Freight, Express and Ground all contributed towards the $1.5bn year-over-year growth in FedEx’s Q3 revenues. The group produced turnover of $16.5bn, but its operating income was down 2.7% to $1.0bn. Its net income of $2.07bn surpassed its 2017 Q3 result of $562m.
Its Express segment grew revenues by 9.3%, but its operating income dropped 23.8%. Improved based rates and higher fuel surcharges provided positive contributions. Its total package volumes fell by 1% as lower international domestic and US domestic volumes offset its international export volume growth. FedEx stated operating results was negatively affected by compensation accruals, peak-related costs, TNT integration expenses and adverse weather.
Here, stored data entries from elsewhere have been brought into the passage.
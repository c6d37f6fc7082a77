//! Termination evaluation shared by both executors.
//!
//! The evaluator is consulted once per completed unit of work — a round in
//! synchronous mode, a processed event in event-driven mode — never before
//! the unit completes.  When several configured limits hold at once the
//! reported reason follows a fixed precedence: the explicit state condition
//! wins (it is the "something specific happened" signal), then the hard
//! count/time limits, then the empty queue as the implicit default.

use std::fmt;

use serde::{Deserialize, Serialize};

use crate::{CmError, CmResult, RunConfig, SimTime, StateMap, StatePredicate};

// ── StopReason ────────────────────────────────────────────────────────────────

/// Why a run stopped.
#[derive(Copy, Clone, Debug, PartialEq, Eq, Serialize, Deserialize)]
#[serde(rename_all = "snake_case")]
pub enum StopReason {
    /// The configured state condition became true.
    StateCondition,
    /// The round limit was reached (synchronous mode).
    MaxRounds,
    /// Simulated time reached the limit (event-driven mode).
    MaxTime,
    /// The processed-event limit was reached (event-driven mode).
    MaxEvents,
    /// No events remain (event-driven mode's implicit default).
    QueueEmpty,
}

impl fmt::Display for StopReason {
    fn fmt(&self, f: &mut fmt::Formatter<'_>) -> fmt::Result {
        let s = match self {
            StopReason::StateCondition => "state condition satisfied",
            StopReason::MaxRounds => "round limit reached",
            StopReason::MaxTime => "simulated time limit reached",
            StopReason::MaxEvents => "event limit reached",
            StopReason::QueueEmpty => "event queue empty",
        };
        f.write_str(s)
    }
}

// ── RunCounters ───────────────────────────────────────────────────────────────

/// Units of work completed so far in the current run.
///
/// Created fresh at run start; never persisted across runs.
#[derive(Copy, Clone, Debug, Default, PartialEq, Eq)]
pub struct RunCounters {
    /// Completed rounds (synchronous mode).
    pub rounds: u64,
    /// Processed events (event-driven mode).
    pub events: u64,
}

// ── TerminationEvaluator ──────────────────────────────────────────────────────

/// The shared stop-condition engine.
///
/// Built once per run from the [`RunConfig`]; holds no mutable state, so a
/// single instance serves every check of the run.
#[derive(Clone, Debug)]
pub struct TerminationEvaluator {
    max_rounds: Option<u64>,
    max_time:   Option<SimTime>,
    max_events: Option<u64>,
    condition:  Option<StatePredicate>,
}

impl TerminationEvaluator {
    /// Build from a validated config.
    ///
    /// Call [`RunConfig::validate`] first; this only converts `max_time`
    /// into a [`SimTime`] (which re-rejects non-finite values).
    pub fn from_config(config: &RunConfig) -> CmResult<Self> {
        let max_time = match config.max_time {
            Some(t) => Some(SimTime::new(t).map_err(|_| {
                CmError::Config(format!("max_time must be a finite positive number, got {t}"))
            })?),
            None => None,
        };
        Ok(Self {
            max_rounds: config.max_rounds,
            max_time,
            max_events: config.max_events,
            condition:  config.stop_condition.clone(),
        })
    }

    /// Decide whether the run should stop after the unit of work that just
    /// completed.
    ///
    /// `queue_empty` is `None` in synchronous mode (there is no queue) and
    /// `Some(..)` in event-driven mode.
    pub fn evaluate(
        &self,
        counters:    &RunCounters,
        now:         SimTime,
        state:       &StateMap,
        queue_empty: Option<bool>,
    ) -> Option<StopReason> {
        if let Some(cond) = &self.condition {
            if cond.eval(state) {
                return Some(StopReason::StateCondition);
            }
        }
        if let Some(max) = self.max_rounds {
            if counters.rounds >= max {
                return Some(StopReason::MaxRounds);
            }
        }
        if let Some(max) = self.max_time {
            // Inclusive bound: the event at exactly `max` has already been
            // processed by the time we are asked.
            if now >= max {
                return Some(StopReason::MaxTime);
            }
        }
        if let Some(max) = self.max_events {
            if counters.events >= max {
                return Some(StopReason::MaxEvents);
            }
        }
        if queue_empty == Some(true) {
            return Some(StopReason::QueueEmpty);
        }
        None
    }
}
Ground segment revenues and operating income were up 11.3% and 23.1% respectively. Average daily package volumes were up 6%, whilst cost management exercises helped improve its margin.
Freight segment revenues were 13.4% higher, and its operating income was 34.1% higher. Revenue increased due to LTL revenue per shipment growth of 8% and average daily LTL shipment growth of 6%.
Looking ahead, Frederick W. Smith, FedEx Corp Chairman and Chief Executive Officer, said, “We expect strong operating performance in each of our transportation segments in the fourth quarter.”
FedEx CFO Alan Graf Jr gave further good news, saying that the company was raising its fiscal 2018 outlook due to foreign tax benefits, U.S. tax reform and the company’s improved operating performance.